Юра мне потом говорил: "Ох, Мишка, вот ты все время читаешь Дезика, Тарковского читаешь, а вот меня ты не читаешь. Почему? И, вот ты послушай, что я нового написал". Он начинал мне читать. Действительно, замечательные стихи. Он был уже очень популярен, его читали другие актеры… Он один из крупнейших поэтов 20-го столетия, да и еще с такой судьбой. И я брался и читал его стихи, но так много времени, как я отдал, скажем, Самойлову или потом Бродскому, я не отдал Юрочке, и в этом моя вина. 

………

Человек, прошедший войну. Поэт такого масштаба. Не просто поэт, а как всякий большой поэт — философ. Поэт разнообразных ритмов и рифм, с замечательным чувством иронии, самоиронии, чувством юмора, и главное - огромной человеческой и литературной глубины. Он прошел войну. Сколько поэтов на этом потом делали карьеру? И добивались чинов, званий, премий, чего хотите. Юра был совершенно другим человеком. И он не умел, так сказать, расталкивать локтями. Он просто занимался своим любимым ремеслом. 

………………..

Он чувствовал и Пушкина. И вообще он много чувствовал, много знал. А человек был внешне такой тихий, ироничный — усы покрутит, водочки выпьет. Как все… А внутри такая мощь, такой острый ум, наблюдательность… Он как все мы, любил не то, что пожаловаться на жизнь, но поразиться ее абсурдности и несправедливости какой-то. Огромная личность. Огромный поэт. Не знаю, плакать или радоваться надо одновременно всему, что было. Благодарю Бога, что я его встретил на своем скромном жизненном пути и слышал стихи его, и читал…

 

 

Рассказывает Елена Камбурова:

Ты входишь в мир, в котором хочется проживать и оттуда не выходить… Поэзия не существует просто для чтения, она входит в твою суть, она тебя действительно видоизменяет, она превращает простое лицо очень часто в лик. В этом смысле, конечно, Левитанский был настоящим рыцарем великой дамы по имени Поэзия.
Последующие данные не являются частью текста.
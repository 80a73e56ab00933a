// Copyright (c) 2025 Soumyadip Sarkar.
// All rights reserved.
//
// This source code is licensed under the license found in the
// LICENSE file in the root directory of this source tree.

//! Resolves writes the ledger acknowledged without proving the new state.
//!
//! After an ambiguous update reply the record is read back by id and compared
//! field by field against what the client meant to write. Only a matching
//! read-back counts as success; a failed read is never treated as one.

use serde::Serialize;

use crate::gateway::LedgerGateway;
use crate::models::Record;

#[derive(Debug, Clone, Copy, PartialEq, Eq, Serialize)]
pub enum Verdict {
    /// The ledger now holds the intended value.
    Confirmed,
    /// The ledger holds something else.
    Mismatch,
    /// The read-back itself failed.
    Indeterminate,
}

impl Verdict {
    pub fn is_confirmed(&self) -> bool {
        matches!(self, Verdict::Confirmed)
    }
}

pub async fn verify<G>(gateway: &G, id: i64, intended: &Record) -> Verdict
where
    G: LedgerGateway + ?Sized,
{
    match gateway.get(id).await {
        Ok(remote) => {
            if same_content(&remote, intended) {
                tracing::debug!(id, "read-back matches intended value");
                Verdict::Confirmed
            } else {
                tracing::warn!(id, "read-back differs from intended value");
                Verdict::Mismatch
            }
        }
        Err(e) => {
            tracing::warn!(id, error = %e, "read-back failed");
            Verdict::Indeterminate
        }
    }
}

/// Compares the user-editable fields. Ids are ignored; amounts compare by
/// value so `10` equals `10.00`; absent and empty descriptions are equal.
pub fn same_content(a: &Record, b: &Record) -> bool {
    a.title == b.title
        && a.amount == b.amount
        && a.date == b.date
        && a.category == b.category
        && a.description_or_empty() == b.description_or_empty()
}
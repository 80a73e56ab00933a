// Copyright (c) 2025 Soumyadip Sarkar.
// All rights reserved.
//
// This source code is licensed under the license found in the
// LICENSE file in the root directory of this source tree.

#![allow(dead_code)]

use async_trait::async_trait;
use chrono::NaiveDate;
use pocketledger::gateway::{GatewayResult, LedgerGateway, UpdateReply};
use pocketledger::{GatewayError, Record};
use rust_decimal::Decimal;
use std::collections::VecDeque;
use std::sync::{Arc, Mutex};
use tokio::sync::Semaphore;

/// Scripted ledger. Each call pops the next queued reply for its method and
/// falls back to a well-behaved default when the queue is empty.
#[derive(Default)]
pub struct FakeGateway {
    state: Mutex<FakeState>,
    gate: Mutex<Option<Arc<Semaphore>>>,
}

#[derive(Default)]
struct FakeState {
    lists: VecDeque<GatewayResult<Vec<Record>>>,
    gets: VecDeque<GatewayResult<Record>>,
    creates: VecDeque<GatewayResult<Record>>,
    updates: VecDeque<GatewayResult<UpdateReply>>,
    deletes: VecDeque<GatewayResult<()>>,
    calls: Vec<String>,
    next_id: i64,
    panic_updates: bool,
}

impl FakeGateway {
    pub fn new() -> Self {
        let g = Self::default();
        g.state.lock().unwrap().next_id = 100;
        g
    }

    pub fn push_list(&self, r: GatewayResult<Vec<Record>>) {
        self.state.lock().unwrap().lists.push_back(r);
    }

    pub fn push_get(&self, r: GatewayResult<Record>) {
        self.state.lock().unwrap().gets.push_back(r);
    }

    pub fn push_create(&self, r: GatewayResult<Record>) {
        self.state.lock().unwrap().creates.push_back(r);
    }

    pub fn push_update(&self, r: GatewayResult<UpdateReply>) {
        self.state.lock().unwrap().updates.push_back(r);
    }

    pub fn push_delete(&self, r: GatewayResult<()>) {
        self.state.lock().unwrap().deletes.push_back(r);
    }

    /// Makes each update and delete call wait for one permit on the returned gate.
    pub fn hold_writes(&self) -> Arc<Semaphore> {
        let n = Arc::new(Semaphore::new(0));
        *self.gate.lock().unwrap() = Some(n.clone());
        n
    }

    /// Makes the next update calls panic, killing the task that runs them.
    pub fn panic_on_update(&self) {
        self.state.lock().unwrap().panic_updates = true;
    }

    pub fn calls(&self) -> Vec<String> {
        self.state.lock().unwrap().calls.clone()
    }

    fn record_call(&self, call: String) {
        self.state.lock().unwrap().calls.push(call);
    }

    async fn wait_gate(&self) {
        let gate = self.gate.lock().unwrap().clone();
        if let Some(g) = gate {
            g.acquire().await.unwrap().forget();
        }
    }
}

#[async_trait]
impl LedgerGateway for FakeGateway {
    async fn list(&self) -> GatewayResult<Vec<Record>> {
        self.record_call("list".into());
        let next = self.state.lock().unwrap().lists.pop_front();
        next.unwrap_or_else(|| Ok(Vec::new()))
    }

    async fn get(&self, id: i64) -> GatewayResult<Record> {
        self.record_call(format!("get {}", id));
        let next = self.state.lock().unwrap().gets.pop_front();
        next.unwrap_or_else(|| Err(GatewayError::NotFound(format!("/{}", id))))
    }

    async fn create(&self, candidate: &Record) -> GatewayResult<Record> {
        self.record_call(format!("create {}", candidate.title));
        let mut st = self.state.lock().unwrap();
        if let Some(r) = st.creates.pop_front() {
            return r;
        }
        st.next_id += 1;
        Ok(candidate.clone().with_id(st.next_id))
    }

    async fn update(&self, id: i64, value: &Record) -> GatewayResult<UpdateReply> {
        self.record_call(format!("update {}", id));
        self.wait_gate().await;
        let panics = self.state.lock().unwrap().panic_updates;
        if panics {
            panic!("ledger connection torn down mid-update");
        }
        let next = self.state.lock().unwrap().updates.pop_front();
        next.unwrap_or_else(|| Ok(UpdateReply::Decoded(value.clone())))
    }

    async fn delete(&self, id: i64) -> GatewayResult<()> {
        self.record_call(format!("delete {}", id));
        self.wait_gate().await;
        let next = self.state.lock().unwrap().deletes.pop_front();
        next.unwrap_or(Ok(()))
    }
}

pub fn day(y: i32, m: u32, d: u32) -> NaiveDate {
    NaiveDate::from_ymd_opt(y, m, d).unwrap()
}

pub fn dec(s: &str) -> Decimal {
    s.parse().unwrap()
}

pub fn rec(id: i64, title: &str, amount: &str, date: NaiveDate) -> Record {
    Record::new(title, dec(amount), date, "Salary").with_id(id)
}

/// Three records, ids 1..=3, in listing order.
pub fn sample() -> Vec<Record> {
    vec![
        rec(1, "January pay", "1200", day(2024, 1, 31)),
        rec(2, "Side gig", "250.50", day(2024, 2, 3)),
        rec(3, "Dividend", "40", day(2024, 2, 15)).with_description("ETF"),
    ]
}
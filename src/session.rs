// Copyright (c) 2025 Soumyadip Sarkar.
// All rights reserved.
//
// This source code is licensed under the license found in the
// LICENSE file in the root directory of this source tree.

use std::sync::Arc;
use tokio::sync::watch;

#[derive(Debug, Clone, PartialEq, Eq, Default)]
pub enum SessionState {
    #[default]
    SignedOut,
    SignedIn { username: String, token: String },
}

/// Login context handed to gateways. Clones share the same state; sign-in
/// changes are broadcast to every `subscribe()` receiver.
#[derive(Debug, Clone)]
pub struct Session {
    tx: Arc<watch::Sender<SessionState>>,
}

impl Default for Session {
    fn default() -> Self {
        Self::new()
    }
}

impl Session {
    pub fn new() -> Self {
        let (tx, _rx) = watch::channel(SessionState::SignedOut);
        Self { tx: Arc::new(tx) }
    }

    pub fn with_token(username: impl Into<String>, token: impl Into<String>) -> Self {
        let s = Self::new();
        s.sign_in(username, token);
        s
    }

    pub fn sign_in(&self, username: impl Into<String>, token: impl Into<String>) {
        let username = username.into();
        tracing::info!(%username, "signed in");
        self.tx.send_replace(SessionState::SignedIn {
            username,
            token: token.into(),
        });
    }

    pub fn sign_out(&self) {
        if self.is_signed_in() {
            tracing::info!("signed out");
        }
        self.tx.send_replace(SessionState::SignedOut);
    }

    pub fn token(&self) -> Option<String> {
        match &*self.tx.borrow() {
            SessionState::SignedIn { token, .. } => Some(token.clone()),
            SessionState::SignedOut => None,
        }
    }

    pub fn username(&self) -> Option<String> {
        match &*self.tx.borrow() {
            SessionState::SignedIn { username, .. } => Some(username.clone()),
            SessionState::SignedOut => None,
        }
    }

    pub fn is_signed_in(&self) -> bool {
        matches!(*self.tx.borrow(), SessionState::SignedIn { .. })
    }

    pub fn subscribe(&self) -> watch::Receiver<SessionState> {
        self.tx.subscribe()
    }
}
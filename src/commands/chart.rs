// Copyright (c) 2025 Soumyadip Sarkar.
// All rights reserved.
//
// This source code is licensed under the license found in the
// LICENSE file in the root directory of this source tree.

use crate::aggregate::{project, window};
use crate::commands::records::load_or_warn;
use crate::gateway::LedgerGateway;
use crate::models::AggregatePoint;
use crate::store::RecordStore;
use crate::utils::{fmt_money, maybe_print_json, parse_date, pretty_table};
use anyhow::Result;
use chrono::Utc;
use rust_decimal::Decimal;
use rust_decimal::prelude::ToPrimitive;

pub async fn handle<G>(
    store: &RecordStore<G>,
    sub: &clap::ArgMatches,
    default_months: u32,
) -> Result<()>
where
    G: LedgerGateway + 'static,
{
    load_or_warn(store).await?;
    let months = sub
        .get_one::<u32>("months")
        .copied()
        .unwrap_or(default_months);
    let end = match sub.get_one::<String>("end") {
        Some(s) => parse_date(s)?,
        None => Utc::now().date_naive(),
    };
    let points = project(&window(&store.records(), end, months));
    if !maybe_print_json(sub.get_flag("json"), &points)? {
        let label = format!("{} total", store.kind());
        println!("{}", pretty_table(&["Date", &label, ""], chart_rows(&points)));
    }
    Ok(())
}

/// Date, formatted total and a bar scaled to the largest total.
pub fn chart_rows(points: &[AggregatePoint]) -> Vec<Vec<String>> {
    const WIDTH: u32 = 30;
    let peak = points
        .iter()
        .map(|p| p.total)
        .max()
        .unwrap_or_default();
    points
        .iter()
        .map(|p| {
            let cells = if peak.is_zero() {
                0
            } else {
                ((p.total / peak) * Decimal::from(WIDTH))
                    .round()
                    .to_u32()
                    .unwrap_or(0)
            };
            vec![
                p.label(),
                fmt_money(&p.total),
                "#".repeat(cells as usize),
            ]
        })
        .collect()
}
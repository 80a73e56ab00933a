// Copyright (c) 2025 Soumyadip Sarkar.
// All rights reserved.
//
// This source code is licensed under the license found in the
// LICENSE file in the root directory of this source tree.

use chrono::{Months, NaiveDate};
use rust_decimal::Decimal;
use std::collections::BTreeMap;

use crate::models::{AggregatePoint, LedgerStats, Record};

/// Sum of amounts, clamped to `Decimal::MAX` instead of overflowing.
pub fn sum_amounts<'a, I>(records: I) -> Decimal
where
    I: IntoIterator<Item = &'a Record>,
{
    records
        .into_iter()
        .fold(Decimal::ZERO, |acc, r| saturating_add(acc, r.amount))
}

fn saturating_add(a: Decimal, b: Decimal) -> Decimal {
    a.checked_add(b).unwrap_or_else(|| {
        tracing::warn!("amount total overflowed, clamping");
        if b.is_sign_negative() { Decimal::MIN } else { Decimal::MAX }
    })
}

/// Daily totals in ascending date order. Never empty: with no records the
/// series is a single zero-valued "No Data" point.
pub fn project(records: &[Record]) -> Vec<AggregatePoint> {
    let mut by_day: BTreeMap<NaiveDate, Decimal> = BTreeMap::new();
    for r in records {
        let total = by_day.entry(r.date).or_insert(Decimal::ZERO);
        *total = saturating_add(*total, r.amount);
    }
    if by_day.is_empty() {
        return vec![AggregatePoint::sentinel()];
    }
    by_day
        .into_iter()
        .map(|(date, total)| AggregatePoint {
            date: Some(date),
            total,
        })
        .collect()
}

/// Records dated within `months` months up to and including `end`.
pub fn window(records: &[Record], end: NaiveDate, months: u32) -> Vec<Record> {
    let start = end
        .checked_sub_months(Months::new(months))
        .unwrap_or(NaiveDate::MIN);
    records
        .iter()
        .filter(|r| r.date >= start && r.date <= end)
        .cloned()
        .collect()
}

pub fn summarize(income: &[Record], expense: &[Record]) -> LedgerStats {
    let income_total = sum_amounts(income);
    let expense_total = sum_amounts(expense);
    let (min_income, max_income) = min_max(income);
    let (min_expense, max_expense) = min_max(expense);
    LedgerStats {
        income: income_total,
        expense: expense_total,
        balance: saturating_add(income_total, -expense_total),
        latest_income: latest(income).cloned(),
        latest_expense: latest(expense).cloned(),
        min_income,
        max_income,
        min_expense,
        max_expense,
    }
}

// first record wins on equal dates
fn latest(records: &[Record]) -> Option<&Record> {
    records
        .iter()
        .reduce(|best, r| if r.date > best.date { r } else { best })
}

fn min_max(records: &[Record]) -> (Decimal, Decimal) {
    let mut it = records.iter().map(|r| r.amount);
    let Some(first) = it.next() else {
        return (Decimal::ZERO, Decimal::ZERO);
    };
    it.fold((first, first), |(lo, hi), a| (lo.min(a), hi.max(a)))
}
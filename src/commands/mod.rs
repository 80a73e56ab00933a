// Copyright (c) 2025 Soumyadip Sarkar.
// All rights reserved.
//
// This source code is licensed under the license found in the
// LICENSE file in the root directory of this source tree.

pub mod records;
pub mod chart;
pub mod stats;
pub mod config;
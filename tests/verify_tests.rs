// Copyright (c) 2025 Soumyadip Sarkar.
// All rights reserved.
//
// This source code is licensed under the license found in the
// LICENSE file in the root directory of this source tree.

mod common;

use common::{FakeGateway, day, dec, rec};
use pocketledger::GatewayError;
use pocketledger::verify::{Verdict, same_content, verify};

#[test]
fn description_absent_equals_empty() {
    let a = rec(1, "Rent", "900", day(2024, 5, 1));
    let b = a.clone().with_description("");
    assert!(same_content(&a, &b));
    assert!(!same_content(&a, &a.clone().with_description("May")));
}

#[test]
fn amounts_compare_by_value() {
    let a = rec(1, "Rent", "900", day(2024, 5, 1));
    let mut b = a.clone();
    b.amount = dec("900.00");
    assert!(same_content(&a, &b));
    b.amount = dec("900.01");
    assert!(!same_content(&a, &b));
}

#[test]
fn ids_are_ignored_but_other_fields_matter() {
    let a = rec(1, "Rent", "900", day(2024, 5, 1));
    let mut b = a.clone();
    b.id = None;
    assert!(same_content(&a, &b));
    b.date = day(2024, 5, 2);
    assert!(!same_content(&a, &b));
    let mut c = a.clone();
    c.category = "Housing".into();
    assert!(!same_content(&a, &c));
}

#[tokio::test]
async fn verdicts_follow_read_back() {
    let intended = rec(4, "Rent", "900", day(2024, 5, 1));
    let gw = FakeGateway::new();

    gw.push_get(Ok(intended.clone()));
    assert_eq!(verify(&gw, 4, &intended).await, Verdict::Confirmed);

    gw.push_get(Ok(rec(4, "Rent", "850", day(2024, 5, 1))));
    assert_eq!(verify(&gw, 4, &intended).await, Verdict::Mismatch);

    gw.push_get(Err(GatewayError::Unreachable("offline".into())));
    assert_eq!(verify(&gw, 4, &intended).await, Verdict::Indeterminate);

    assert_eq!(gw.calls(), vec!["get 4", "get 4", "get 4"]);
}
// Copyright (c) 2025 Soumyadip Sarkar.
// All rights reserved.
//
// This source code is licensed under the license found in the
// LICENSE file in the root directory of this source tree.

use crate::config::{ClientConfig, config_path};
use crate::session::Session;
use crate::utils::pretty_table;
use anyhow::Result;

pub fn handle(cfg: &ClientConfig, session: &Session, m: &clap::ArgMatches) -> Result<()> {
    if let Some(("show", _)) = m.subcommand() {
        let user = session.username().unwrap_or_else(|| "(signed out)".into());
        let rows = vec![
            vec!["config file".into(), config_path()?.display().to_string()],
            vec!["base_url".into(), cfg.base_url.clone()],
            vec!["timeout_secs".into(), cfg.timeout_secs.to_string()],
            vec!["chart_months".into(), cfg.chart_months().to_string()],
            vec!["session".into(), user],
        ];
        println!("{}", pretty_table(&["Setting", "Value"], rows));
    }
    Ok(())
}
Был и есть, потому что я верю в то, что Россия воспрянет ото сна, что-то произойдет…

 У меня сегодня на концертах довольно много молодежи с хорошими лицами… И для них писал Левитанский, и когда-нибудь они, изучая наше время, будут составлять целые библиотечки из стихов Юрия Левитанского, и для них это будет большое откровение и радость.